Deep learning based multi attribute evaluation for holistic student assessment in physical education

The Multi-Attribute Evaluation Model, MAEM for physical education, combines different parameters of student development using data-driven tools and deep learning algorithms. Below are the key steps involved in developing and implementing the proposed model.
Problem definition and framework design
The objective is to compute a holistic evaluation score SSS for each student based on multiple attributes.
$${H}_{e}=\sum_{j=1}^{N}{W}_{j}{S}_{j,j}$$
(1)
where:
-
\({H}_{e}\): Holistic evaluation score for student e,
-
N: Number of attributes (e.g., Physical, Cognitive, Emotional, etc.)
-
\({W}_{j}\): Weight assigned to the j-th attribute
-
\({S}_{j,j}\): Score of the j-th attribute for the student e.
This equation combines multiple attributes into a single holistic score for each student, where the weight of each attribute reflects its importance in the overall evaluation.
Data collection
For multi-source data aggregation, the collected dataset Y can be represented as:
$$Y=\bigcup_{i=1}^{M}{Y}_{i}$$
(2)
where.
-
M: Number of sources (e.g., surveys, tests, external assessments)
-
\({Y}_{i}\): Data from the i-th source.
This equation demonstrates how various data sources are combined into a unified dataset for student evaluation.
If multiple scores are available for the same attribute, aggregated scores are computed as:
$${Q}_{m,k}= \frac{1}{M}\sum_{i=1}^{M}{Q}_{m,k}^{i}$$
(3)
where
This aggregation step ensures that scores from various sources are averaged to give a balanced evaluation of each attribute for each student. Figure 1 shows some data collected from different sources.

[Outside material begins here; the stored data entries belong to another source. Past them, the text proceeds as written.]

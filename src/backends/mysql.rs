//! MySQL backend
//!
//! Wraps `mysql_async::Pool`. Transactions are driven with plain
//! `START TRANSACTION` / `COMMIT` / `ROLLBACK` statements on the pooled
//! `Conn`, so one connection carries the whole transaction.

use crate::core::{
    config::{ModuleConfig, PoolSettings, SslConfig},
    driver::{duration_millis, with_timeout, ConnectionPool, PoolStatus, RawConnection, ReleaseMode},
    error::{DatabaseError, Result},
    value::{DatabaseRow, DatabaseValue, QueryOutput},
};
use async_trait::async_trait;
use chrono::{Datelike, NaiveDate, Timelike};
use mysql_async::prelude::Queryable;
use mysql_async::{Conn, OptsBuilder, Params, Pool, PoolConstraints, PoolOpts, Row, SslOpts, Value};
use std::sync::atomic::{AtomicUsize, Ordering};
use std::sync::Arc;
use std::time::Duration;
use tracing::{debug, warn};

/// Pool of MySQL connections for one module
pub struct MysqlPool {
    module: String,
    pool: Pool,
    acquire_timeout: Duration,
    operation_timeout: Duration,
    in_use: Arc<AtomicUsize>,
    waiting: AtomicUsize,
}

impl MysqlPool {
    /// Build the pool. Connections are opened lazily by mysql_async.
    ///
    /// # Errors
    ///
    /// Returns error if the module configuration cannot be expressed as pool options
    pub fn create(
        module: &str,
        config: &ModuleConfig,
        settings: &PoolSettings,
    ) -> Result<Arc<dyn ConnectionPool>> {
        let host = config
            .host
            .clone()
            .ok_or_else(|| DatabaseError::config(format!("module '{}' has no host", module)))?;

        let constraints = PoolConstraints::new(0, settings.max_size).ok_or_else(|| {
            DatabaseError::config(format!(
                "invalid pool size {} for module '{}'",
                settings.max_size, module
            ))
        })?;

        let mut opts = OptsBuilder::default()
            .ip_or_hostname(host)
            .tcp_port(config.effective_port().unwrap_or(3306))
            .user(config.user.clone())
            .pass(config.password.clone())
            .db_name(config.database.clone())
            .pool_opts(PoolOpts::default().with_constraints(constraints));

        if let Some(ssl) = ssl_opts(module, &config.ssl)? {
            opts = opts.ssl_opts(ssl);
        }

        Ok(Arc::new(Self {
            module: module.to_string(),
            pool: Pool::new(opts),
            acquire_timeout: settings.acquire_timeout,
            operation_timeout: settings.operation_timeout,
            in_use: Arc::new(AtomicUsize::new(0)),
            waiting: AtomicUsize::new(0),
        }))
    }
}

/// Translate the module TLS setting into mysql_async options
fn ssl_opts(module: &str, ssl: &SslConfig) -> Result<Option<SslOpts>> {
    match ssl {
        SslConfig::Enabled(false) => Ok(None),
        SslConfig::Enabled(true) => Ok(Some(SslOpts::default())),
        SslConfig::Material(material) => {
            if material.key.is_some() || material.cert.is_some() {
                return Err(DatabaseError::unsupported(format!(
                    "module '{}': client certificate authentication is not supported by the mysql backend",
                    module
                )));
            }
            let mut opts = SslOpts::default();
            if let Some(ca) = &material.ca {
                opts = opts.with_root_certs(vec![ca.clone().into()]);
            }
            Ok(Some(opts))
        }
    }
}

#[async_trait]
impl ConnectionPool for MysqlPool {
    async fn acquire(&self) -> Result<Box<dyn RawConnection>> {
        self.waiting.fetch_add(1, Ordering::AcqRel);
        let acquired = tokio::time::timeout(self.acquire_timeout, self.pool.get_conn()).await;
        self.waiting.fetch_sub(1, Ordering::AcqRel);

        let conn = acquired
            .map_err(|_| DatabaseError::pool_exhausted(&self.module, duration_millis(self.acquire_timeout)))?
            .map_err(|e| {
                DatabaseError::connection_failed_with_source(
                    &self.module,
                    "Failed to acquire connection",
                    Box::new(e),
                )
            })?;

        self.in_use.fetch_add(1, Ordering::AcqRel);
        Ok(Box::new(MysqlConnection {
            module: self.module.clone(),
            conn: Some(conn),
            operation_timeout: self.operation_timeout,
            in_transaction: false,
            in_use: Arc::clone(&self.in_use),
        }))
    }

    fn status(&self) -> PoolStatus {
        let in_use = self.in_use.load(Ordering::Acquire);
        PoolStatus {
            size: in_use,
            available: 0,
            waiting: self.waiting.load(Ordering::Acquire),
        }
    }

    async fn close(&self) {
        if let Err(e) = self.pool.clone().disconnect().await {
            warn!(module = %self.module, error = %e, "failed to disconnect mysql pool");
        }
    }
}

/// One pooled MySQL connection
pub struct MysqlConnection {
    module: String,
    conn: Option<Conn>,
    operation_timeout: Duration,
    in_transaction: bool,
    in_use: Arc<AtomicUsize>,
}

impl MysqlConnection {
    fn conn_mut(&mut self) -> Result<&mut Conn> {
        self.conn
            .as_mut()
            .ok_or_else(|| DatabaseError::resource("connection already released"))
    }

    async fn run_control(&mut self, sql: &'static str) -> Result<()> {
        let timeout = self.operation_timeout;
        let conn = self.conn_mut()?;
        with_timeout(timeout, async move {
            conn.query_drop(sql)
                .await
                .map_err(|e| DatabaseError::transaction(format!("{}: {}", sql, e)))
        })
        .await
    }
}

#[async_trait]
impl RawConnection for MysqlConnection {
    async fn query(&mut self, sql: &str, params: &[DatabaseValue]) -> Result<QueryOutput> {
        let timeout = self.operation_timeout;
        let conn = self.conn_mut()?;

        with_timeout(timeout, async move {
            let rows: Vec<Row> = if params.is_empty() {
                conn.query(sql).await?
            } else {
                let values: Vec<Value> = params.iter().map(value_to_mysql).collect();
                conn.exec(sql, Params::Positional(values)).await?
            };

            let last_insert_id = conn.last_insert_id().filter(|id| *id > 0);
            Ok::<_, DatabaseError>(QueryOutput {
                rows: rows.iter().map(row_to_database_row).collect(),
                affected_rows: conn.affected_rows(),
                last_insert_id,
            })
        })
        .await
    }

    async fn begin(&mut self) -> Result<()> {
        self.run_control("START TRANSACTION").await?;
        self.in_transaction = true;
        Ok(())
    }

    async fn commit(&mut self) -> Result<()> {
        self.run_control("COMMIT").await?;
        self.in_transaction = false;
        Ok(())
    }

    async fn rollback(&mut self) -> Result<()> {
        self.run_control("ROLLBACK").await?;
        self.in_transaction = false;
        Ok(())
    }

    async fn release(self: Box<Self>, mode: ReleaseMode) -> Result<()> {
        let mut this = self;
        let conn = this
            .conn
            .take()
            .ok_or_else(|| DatabaseError::resource("connection already released"))?;

        if mode == ReleaseMode::Discard || this.in_transaction {
            debug!(module = %this.module, "disconnecting mysql connection");
            conn.disconnect()
                .await
                .map_err(|e| DatabaseError::resource(format!("disconnect failed: {}", e)))?;
        } else {
            drop(conn);
        }
        Ok(())
    }
}

impl Drop for MysqlConnection {
    fn drop(&mut self) {
        if self.conn.is_some() && self.in_transaction {
            warn!(
                module = %self.module,
                "mysql connection dropped inside a transaction"
            );
        }
        self.in_use.fetch_sub(1, Ordering::AcqRel);
    }
}

fn row_to_database_row(row: &Row) -> DatabaseRow {
    let mut db_row = DatabaseRow::new();
    for (idx, column) in row.columns_ref().iter().enumerate() {
        let value = row
            .as_ref(idx)
            .map(mysql_to_value)
            .unwrap_or(DatabaseValue::Null);
        db_row.insert(column.name_str().to_string(), value);
    }
    db_row
}

#[allow(unreachable_patterns)]
fn mysql_to_value(value: &Value) -> DatabaseValue {
    match value {
        Value::NULL => DatabaseValue::Null,
        Value::Bytes(bytes) => match String::from_utf8(bytes.clone()) {
            Ok(text) => DatabaseValue::Text(text),
            Err(e) => DatabaseValue::Bytes(e.into_bytes()),
        },
        Value::Int(v) => DatabaseValue::Int(*v),
        Value::UInt(v) => DatabaseValue::UInt(*v),
        Value::Float(v) => DatabaseValue::Double(*v as f64),
        Value::Double(v) => DatabaseValue::Double(*v),
        Value::Date(year, month, day, hour, minute, second, micros) => {
            NaiveDate::from_ymd_opt(*year as i32, *month as u32, *day as u32)
                .and_then(|date| {
                    date.and_hms_micro_opt(*hour as u32, *minute as u32, *second as u32, *micros)
                })
                .map(DatabaseValue::Timestamp)
                .unwrap_or(DatabaseValue::Null)
        }
        Value::Time(negative, days, hours, minutes, seconds, micros) => DatabaseValue::Text(format!(
            "{}{}:{:02}:{:02}.{:06}",
            if *negative { "-" } else { "" },
            *days * 24 + *hours as u32,
            minutes,
            seconds,
            micros
        )),
        other => DatabaseValue::Text(format!("{:?}", other)),
    }
}

fn value_to_mysql(value: &DatabaseValue) -> Value {
    match value {
        DatabaseValue::Null => Value::NULL,
        DatabaseValue::Bool(v) => Value::Int(*v as i64),
        DatabaseValue::Int(v) => Value::Int(*v),
        DatabaseValue::UInt(v) => Value::UInt(*v),
        DatabaseValue::Double(v) => Value::Double(*v),
        DatabaseValue::Text(v) => Value::Bytes(v.clone().into_bytes()),
        DatabaseValue::Bytes(v) => Value::Bytes(v.clone()),
        DatabaseValue::Timestamp(ts) => Value::Date(
            ts.year() as u16,
            ts.month() as u8,
            ts.day() as u8,
            ts.hour() as u8,
            ts.minute() as u8,
            ts.second() as u8,
            ts.nanosecond() / 1_000,
        ),
    }
}

#[cfg(test)]
mod tests {
    use super::*;
    use crate::core::config::TlsMaterial;
    use crate::core::database_types::DatabaseType;

    #[test]
    fn test_value_mapping() {
        assert_eq!(value_to_mysql(&DatabaseValue::Bool(true)), Value::Int(1));
        assert_eq!(
            mysql_to_value(&Value::Bytes(b"abc".to_vec())),
            DatabaseValue::Text("abc".to_string())
        );
        assert_eq!(
            mysql_to_value(&Value::Bytes(vec![0xff, 0xfe])),
            DatabaseValue::Bytes(vec![0xff, 0xfe])
        );

        let ts = NaiveDate::from_ymd_opt(2024, 2, 29)
            .and_then(|d| d.and_hms_micro_opt(13, 5, 9, 250))
            .unwrap();
        let round = mysql_to_value(&value_to_mysql(&DatabaseValue::Timestamp(ts)));
        assert_eq!(round, DatabaseValue::Timestamp(ts));
    }

    #[test]
    fn test_client_certificates_rejected() {
        let ssl = SslConfig::Material(TlsMaterial {
            ca: None,
            key: Some("/etc/ssl/client.key".into()),
            cert: Some("/etc/ssl/client.pem".into()),
        });
        assert!(ssl_opts("main", &ssl).is_err());
        assert!(ssl_opts("main", &SslConfig::Enabled(false)).unwrap().is_none());
    }

    #[tokio::test]
    async fn test_pool_created_lazily() {
        let config = ModuleConfig::new(DatabaseType::Mysql)
            .host("127.0.0.1")
            .user("root")
            .database("app");
        let pool = MysqlPool::create("main", &config, &PoolSettings::default()).unwrap();
        assert_eq!(pool.status().size, 0);
    }
}
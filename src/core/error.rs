//! Error types for the connector
//!
//! Driver and pool calls fail with [`DatabaseError`]. The public connector
//! surface never returns these directly; each one is classified into an
//! [`ErrorKind`] and recorded in the connector's error ledger.

use serde::{Deserialize, Serialize};

/// Result type alias for internal connector and driver operations
pub type Result<T> = std::result::Result<T, DatabaseError>;

/// Closed taxonomy of recorded failures
#[derive(Debug, Clone, Copy, PartialEq, Eq, Hash, Serialize, Deserialize)]
pub enum ErrorKind {
    /// Missing or invalid module name, SQL text or configuration
    Config,
    /// Pool acquire or connect failure
    Pool,
    /// Statement execution failure
    Query,
    /// Begin, commit or rollback failure
    Transaction,
    /// Close or release failure
    Resource,
    /// An error input whose shape carries no usable message
    MalformedError,
}

impl ErrorKind {
    /// Stable lowercase name used in logs
    pub fn as_str(&self) -> &'static str {
        match self {
            ErrorKind::Config => "config",
            ErrorKind::Pool => "pool",
            ErrorKind::Query => "query",
            ErrorKind::Transaction => "transaction",
            ErrorKind::Resource => "resource",
            ErrorKind::MalformedError => "malformed_error",
        }
    }
}

impl std::fmt::Display for ErrorKind {
    fn fmt(&self, f: &mut std::fmt::Formatter<'_>) -> std::fmt::Result {
        f.write_str(self.as_str())
    }
}

/// Error types for connector and driver operations
#[derive(Debug, thiserror::Error)]
pub enum DatabaseError {
    /// Invalid configuration or caller input
    #[error("Invalid configuration: {0}")]
    Config(String),

    /// No pool exists for the requested module
    #[error("Unknown module: {0}")]
    UnknownModule(String),

    /// Connection failed with details
    #[error("Connection failed to {target} - {message}")]
    ConnectionFailed {
        target: String,
        message: String,
        #[source]
        source: Option<Box<dyn std::error::Error + Send + Sync>>,
    },

    /// Connection error (generic)
    #[error("Connection error: {0}")]
    ConnectionError(String),

    /// Connection pool exhausted
    #[error("Connection pool exhausted for module '{module}' after waiting {timeout_ms}ms")]
    PoolExhausted { module: String, timeout_ms: u64 },

    /// Query execution error
    #[error("Query execution error: {0}")]
    QueryError(String),

    /// Query timeout
    #[error("Query timeout after {timeout_ms}ms")]
    QueryTimeout { timeout_ms: u64 },

    /// Transaction error
    #[error("Transaction error: {0}")]
    TransactionError(String),

    /// Close or release error
    #[error("Resource error: {0}")]
    ResourceError(String),

    /// Backend compiled out of this build
    #[error("Unsupported operation: {0}")]
    UnsupportedOperation(String),

    /// IO error
    #[error("IO error: {0}")]
    IoError(#[from] std::io::Error),

    /// JSON error while loading configuration
    #[error("JSON error: {0}")]
    JsonError(#[from] serde_json::Error),

    /// SQLite error
    #[cfg(feature = "sqlite")]
    #[error("SQLite error: {0}")]
    SqliteError(#[from] rusqlite::Error),

    /// PostgreSQL error
    #[cfg(feature = "postgres")]
    #[error("PostgreSQL error: {0}")]
    PostgresError(#[from] tokio_postgres::Error),

    /// MySQL error
    #[cfg(feature = "mysql")]
    #[error("MySQL error: {0}")]
    MysqlError(String),
}

impl DatabaseError {
    /// Create a configuration error
    pub fn config<S: Into<String>>(msg: S) -> Self {
        DatabaseError::Config(msg.into())
    }

    /// Create an unknown module error
    pub fn unknown_module<S: Into<String>>(module: S) -> Self {
        DatabaseError::UnknownModule(module.into())
    }

    /// Create a connection failed error with target details
    pub fn connection_failed(target: impl Into<String>, message: impl Into<String>) -> Self {
        DatabaseError::ConnectionFailed {
            target: target.into(),
            message: message.into(),
            source: None,
        }
    }

    /// Create a connection failed error with source error
    pub fn connection_failed_with_source(
        target: impl Into<String>,
        message: impl Into<String>,
        source: Box<dyn std::error::Error + Send + Sync>,
    ) -> Self {
        DatabaseError::ConnectionFailed {
            target: target.into(),
            message: message.into(),
            source: Some(source),
        }
    }

    /// Create a new connection error (generic)
    pub fn connection<S: Into<String>>(msg: S) -> Self {
        DatabaseError::ConnectionError(msg.into())
    }

    /// Create a pool exhausted error
    pub fn pool_exhausted(module: impl Into<String>, timeout_ms: u64) -> Self {
        DatabaseError::PoolExhausted {
            module: module.into(),
            timeout_ms,
        }
    }

    /// Create a new query error
    pub fn query<S: Into<String>>(msg: S) -> Self {
        DatabaseError::QueryError(msg.into())
    }

    /// Create a query timeout error
    pub fn query_timeout(timeout_ms: u64) -> Self {
        DatabaseError::QueryTimeout { timeout_ms }
    }

    /// Create a new transaction error
    pub fn transaction<S: Into<String>>(msg: S) -> Self {
        DatabaseError::TransactionError(msg.into())
    }

    /// Create a new resource error
    pub fn resource<S: Into<String>>(msg: S) -> Self {
        DatabaseError::ResourceError(msg.into())
    }

    /// Create a new unsupported operation error
    pub fn unsupported<S: Into<String>>(msg: S) -> Self {
        DatabaseError::UnsupportedOperation(msg.into())
    }

    /// Classify this error into the recorded taxonomy.
    ///
    /// Driver-native errors classify as `Query`; callers that know the
    /// operation (begin, commit, release) pass an explicit kind instead.
    pub fn kind(&self) -> ErrorKind {
        match self {
            DatabaseError::Config(_)
            | DatabaseError::UnknownModule(_)
            | DatabaseError::UnsupportedOperation(_)
            | DatabaseError::JsonError(_)
            | DatabaseError::IoError(_) => ErrorKind::Config,
            DatabaseError::ConnectionFailed { .. }
            | DatabaseError::ConnectionError(_)
            | DatabaseError::PoolExhausted { .. } => ErrorKind::Pool,
            DatabaseError::QueryError(_) | DatabaseError::QueryTimeout { .. } => ErrorKind::Query,
            DatabaseError::TransactionError(_) => ErrorKind::Transaction,
            DatabaseError::ResourceError(_) => ErrorKind::Resource,
            #[cfg(feature = "sqlite")]
            DatabaseError::SqliteError(_) => ErrorKind::Query,
            #[cfg(feature = "postgres")]
            DatabaseError::PostgresError(_) => ErrorKind::Query,
            #[cfg(feature = "mysql")]
            DatabaseError::MysqlError(_) => ErrorKind::Query,
        }
    }
}

#[cfg(feature = "mysql")]
impl From<mysql_async::Error> for DatabaseError {
    fn from(err: mysql_async::Error) -> Self {
        DatabaseError::MysqlError(err.to_string())
    }
}

#[cfg(test)]
mod tests {
    use super::*;

    #[test]
    fn test_error_creation() {
        let err = DatabaseError::connection("Failed to connect");
        assert!(matches!(err, DatabaseError::ConnectionError(_)));

        let err = DatabaseError::query("Invalid SQL");
        assert!(matches!(err, DatabaseError::QueryError(_)));

        let err = DatabaseError::pool_exhausted("main", 5000);
        assert!(matches!(err, DatabaseError::PoolExhausted { .. }));
    }

    #[test]
    fn test_error_display() {
        let err = DatabaseError::connection("Connection refused");
        assert_eq!(err.to_string(), "Connection error: Connection refused");

        let err = DatabaseError::unknown_module("billing");
        assert_eq!(err.to_string(), "Unknown module: billing");

        let err = DatabaseError::pool_exhausted("main", 250);
        assert_eq!(
            err.to_string(),
            "Connection pool exhausted for module 'main' after waiting 250ms"
        );
    }

    #[test]
    fn test_error_kind_mapping() {
        assert_eq!(DatabaseError::config("x").kind(), ErrorKind::Config);
        assert_eq!(DatabaseError::unknown_module("x").kind(), ErrorKind::Config);
        assert_eq!(DatabaseError::pool_exhausted("x", 1).kind(), ErrorKind::Pool);
        assert_eq!(
            DatabaseError::connection_failed("db:3306", "refused").kind(),
            ErrorKind::Pool
        );
        assert_eq!(DatabaseError::query_timeout(10).kind(), ErrorKind::Query);
        assert_eq!(DatabaseError::transaction("x").kind(), ErrorKind::Transaction);
        assert_eq!(DatabaseError::resource("x").kind(), ErrorKind::Resource);
    }

    #[test]
    fn test_error_kind_display() {
        assert_eq!(ErrorKind::MalformedError.to_string(), "malformed_error");
        assert_eq!(ErrorKind::Pool.as_str(), "pool");
    }
}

Data collected from different sources.
Preprocessing and feature engineering
Handling missing values
For numerical attributes, missing values are filled using the mean:
$${y}_{m,n}=\frac{\sum_{i-1}^{iM}{N}_{i,n}.{y}_{i,n}}{\sum_{i-1}^{iM}{N}_{i,n}}$$
(4)
where:
-
\({y}_{m,n}\): Filled value for the n-th attribute of student m.
-
\({N}_{i,n}\): Binary mask indicating whether the i-th value is missing (0 if missing, 1 otherwise)
This equation describes how missing values are filled using the mean, ensuring no data is lost during preprocessing. For categorical attributes, missing values are filled using the mode.
Figure 2 visually shows the number of missing values per attribute, displaying how missing data were handled during the preprocessing stage. The number of missing values for each attribute is plotted on the bar chart, highlighting the proportion of missing data across attributes. This helps in understanding how much data was imputed and which attributes required more attention during the cleaning process. Missing values were handled by imputing numerical attributes with the mean and categorical attributes with the mode, ensuring that no data was lost during preprocessing. The chart visually represents the number of missing values across different attributes, with the highest missing values observed for Age, Motivation, and Student Type, as shown in Fig. 2.

Number of missing values.
Normalization
Numerical features are scaled to the range [0,1] presented in Fig. 3:

$${\widehat{y}}_{m.n}=\frac{{y}_{m,n}-\text{min}({y}_{n})}{\text{max}\left({y}_{n}\right)-\text{min}({y}_{n})}$$
(5)
This normalization step ensures that all numerical features are scaled to a uniform range, making them comparable across different attributes.
Feature extraction
New features are derived as combinations of existing attributes, e.g.:
$$Leadership\_Teamwork=(Leadership+Teamwork)/2$$
(6)
$$Social\_Creativity=(Social+Creativity)/2$$
(7)
These new features combine existing attributes to capture meaningful relationships between different aspects of student development. Figure 4 illustrates the boxplot of extracted features, showing the distribution of the combined features such as Leadership_Teamwork and Social_Creativity. This visualization helps to understand the spread, median, and outliers in the newly derived features, which capture the relationships between different aspects of student development. These new features combine existing attributes to capture meaningful relationships between various aspects of student growth. The Leadership_Teamwork feature, for instance, has a wider spread, indicating more variability in scores, while Social_Creativity shows some significant outliers, suggesting that certain students scored very differently from the group’s median. This figure highlights how the derived features reveal key insights into students’ multi-dimensional development.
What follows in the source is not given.